I've just been reading this book Nudge, by Richard Thaler and Cass Sunstein, and one of the things they talk about is how inside each person there's an "Automatic System" -- the "Doer" who eats too much chocolate, binges on new Louboutins, and skips the gym for Jersey Shore, and a "Reflective System" -- the "Planner" who decides how much chocolate is the right amount, knows to spend the money on groceries instead of shoes, and makes up a comprehensive workout plan to achieve ideal fitness.

This metaphor strikes me as a reasonable description of the feeling of selfhood and self-control, and it's one of the illuminations of my life that the Planner can't be a scold.   Your Doer is more like a cat than a person, and cats don't respond to nagging.  What you have to do is structure your Doer's environment.  Want kitty to eat less?  Give her less food.  Want to watch less TV?  Get the TV out of the house.

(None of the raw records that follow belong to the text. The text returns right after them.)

fn check_field(value: &Value, kind: FieldKind, path: &str, out: &mut Vec<Violation>) {
    match kind {
        FieldKind::String => {
            if !value.is_string() {
                push(out, path, format!("expected string, found {}", kind_of(value)));
            }
        }
        FieldKind::Integer { min, max } => match value.as_i64() {
            Some(n) if (min..=max).contains(&n) => {}
            Some(n) => push(out, path, format!("expected integer in {min}..={max}, found {n}")),
            None => push(out, path, format!("expected integer, found {}", kind_of(value))),
        },
        FieldKind::Enum(allowed) => match value.as_str() {
            Some(s) if allowed.contains(&s) => {}
            Some(s) => push(out, path, format!("expected one of {allowed:?}, found {s:?}")),
            None => push(out, path, format!("expected string, found {}", kind_of(value))),
        },
        FieldKind::StringArray {
            min_items,
            max_items,
        } => {
            let Some(items) = value.as_array() else {
                push(out, path, format!("expected array, found {}", kind_of(value)));
                return;
            };
            let too_many = max_items.is_some_and(|max| items.len() > max);
            if items.len() < min_items || too_many {
                let bound = match max_items {
                    Some(max) => format!("{min_items}..={max}"),
                    None => format!("at least {min_items}"),
                };
                push(out, path, format!("expected {bound} items, found {}", items.len()));
            }
            for (i, item) in items.iter().enumerate() {
                if !item.is_string() {
                    out.push(Violation {
                        path: format!("{path}[{i}]"),
                        message: format!("expected string, found {}", kind_of(item)),
                    });
                }
            }
        }
        FieldKind::Object(fields) => check_object(value, fields, path, out),
        FieldKind::ObjectArray { items, len } => {
            let Some(elements) = value.as_array() else {
                push(out, path, format!("expected array, found {}", kind_of(value)));
                return;
            };
            if elements.len() != len {
                push(out, path, format!("expected exactly {len} items, found {}", elements.len()));
            }
            for (i, element) in elements.iter().enumerate() {
                check_object(element, items, &format!("{path}[{i}]"), out);
            }
        }
    }
}

fn push(out: &mut Vec<Violation>, path: &str, message: String) {
    out.push(Violation {
        path: path.to_string(),
        message,
    });
}

fn kind_of(value: &Value) -> &'static str {
    match value {
        Value::Null => "null",
        Value::Bool(_) => "boolean",
        Value::Number(_) => "number",
        Value::String(_) => "string",
        Value::Array(_) => "array",
        Value::Object(_) => "object",
    }
}

#[cfg(test)]
mod tests {
    use super::*;

    const FIXTURE: &str = include_str!("../tests/fixtures/report.json");

    fn fixture() -> Value {
        serde_json::from_str(FIXTURE).unwrap()
    }

    #[test]
    fn fixture_conforms() {
        assert_eq!(validate(&fixture()), Vec::<Violation>::new());
    }

    #[test]
    fn extra_fields_are_ignored() {
        let mut doc = fixture();
        doc["appendix"] = json!("bonus");
        doc["readiness"]["confidence"] = json!(0.9);
        assert!(validate(&doc).is_empty());
    }

    #[test]
    fn wrong_initiative_count() {
        let mut doc = fixture();
        doc["recommendedInitiatives"].as_array_mut().unwrap().pop();
        let v = validate(&doc);
        assert_eq!(v.len(), 1);
        assert_eq!(v[0].path, "recommendedInitiatives");
        assert!(v[0].message.contains("exactly 3"));
    }

    #[test]
    fn nested_enum_violation_has_indexed_path() {
        let mut doc = fixture();
        doc["recommendedInitiatives"][1]["effortLevel"] = json!("Huge");
        let v = validate(&doc);
        assert_eq!(v.len(), 1);
        assert_eq!(v[0].path, "recommendedInitiatives[1].effortLevel");
    }

    #[test]
    fn score_out_of_range() {
        let mut doc = fixture();
        doc["readiness"]["overallScore"] = json!(0);
        doc["readiness"]["scoreBreakdown"]["data"] = json!(101);
        let paths: Vec<_> = validate(&doc).into_iter().map(|v| v.path).collect();
        assert_eq!(paths, ["readiness.overallScore", "readiness.scoreBreakdown.data"]);
    }

    #[test]
    fn fractional_score_is_rejected() {
        let mut doc = fixture();
        doc["readiness"]["overallScore"] = json!(42.5);
        assert_eq!(validate(&doc)[0].path, "readiness.overallScore");
    }

    #[test]
    fn missing_and_null_fields() {
        let mut doc = fixture();
        doc.as_object_mut().unwrap().remove("conclusion");
        doc["riskAnalysis"]["marketRisks"] = Value::Null;
        let v = validate(&doc);
        assert!(v.iter().any(|x| x.path == "conclusion"));
        assert!(v.iter().any(|x| x.path == "riskAnalysis.marketRisks"));
    }

    #[test]
    fn swot_bounds() {
        let mut doc = fixture();
        doc["swotAnalysis"]["threats"] = json!(["only one"]);
        doc["swotAnalysis"]["strengths"] = json!(["a", "b", "c", 4]);
        let v = validate(&doc);
        assert!(v.iter().any(|x| x.path == "swotAnalysis.threats"));
        assert!(v.iter().any(|x| x.path == "swotAnalysis.strengths[3]"));
    }

    #[test]
    fn non_object_document() {
        let v = validate(&json!([1, 2, 3]));
        assert_eq!(v[0].path, "$");
    }

    #[test]
    fn gemini_schema_mirrors_contract() {
        let schema = to_gemini_schema();
        assert_eq!(schema["type"], "OBJECT");
        assert_eq!(schema["required"].as_array().unwrap().len(), 7);

        let readiness = &schema["properties"]["readiness"];
        assert_eq!(readiness["properties"]["overallScore"]["type"], "INTEGER");
        assert_eq!(readiness["properties"]["maturityLevel"]["enum"][3], "Leading");

        let initiatives = &schema["properties"]["recommendedInitiatives"];
        assert_eq!(initiatives["minItems"], 3);
        assert_eq!(initiatives["items"]["required"].as_array().unwrap().len(), 11);

        let roadmap = &schema["properties"]["implementationRoadmap"];
        assert!(roadmap["properties"]["phase3_initiatives"].is_object());
    }
}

But the metaphor is totally unhelpful at explaining why the Planner would Plan for one thing rather than another.  Thaler and Sunstein give the example of the Doer making you eat too many nuts at a party and thus spoiling your dinner.  And they say something like the Planner would have some ideal number of nuts to eat, but eating just that many is really difficult, because the Doer is getting in the way, wanting the whole bowl.

But if the nuts are just a pleasure and are getting in the way of enjoying dinner later, why would the Planner plan on eating any nuts at all?  I mean, you maybe have a goal of staying alive through food, but why would the Planner ever take pleasure into consideration in making Plans?  I just don't see why pleasure is something you'd factor in.  Especially given that, as I said before, it's totally ephemeral and when it's over it's over

I guess I just don't get how the Planner is supposed to operate.  Why ought he care about pleasure at all?  When it comes right down to it, why ought he care about any one thing any more than any other? 

Thaler and Sunstein say that the planner evaluates choices in a "cool" moment.  But if you're in a cool moment, why would you care about pleasure?  And on what grounds do you prefer anything to anything else?  Isn't it only the warmth of emotional and lustful involvement that makes some things seem good and some seem bad?

As I understand it, the pop-psychology self-help answer to these questions is something like "Oh, pleasure's important, just don't get carried away."  Aristotelian, in spirit.  Of course this answer does nothing for me:  I don't know why it's important; I don't know what it is to get carried away or not; and I don't get why, if it's pleasure we're talking about, being carried away isn't just what you'd want.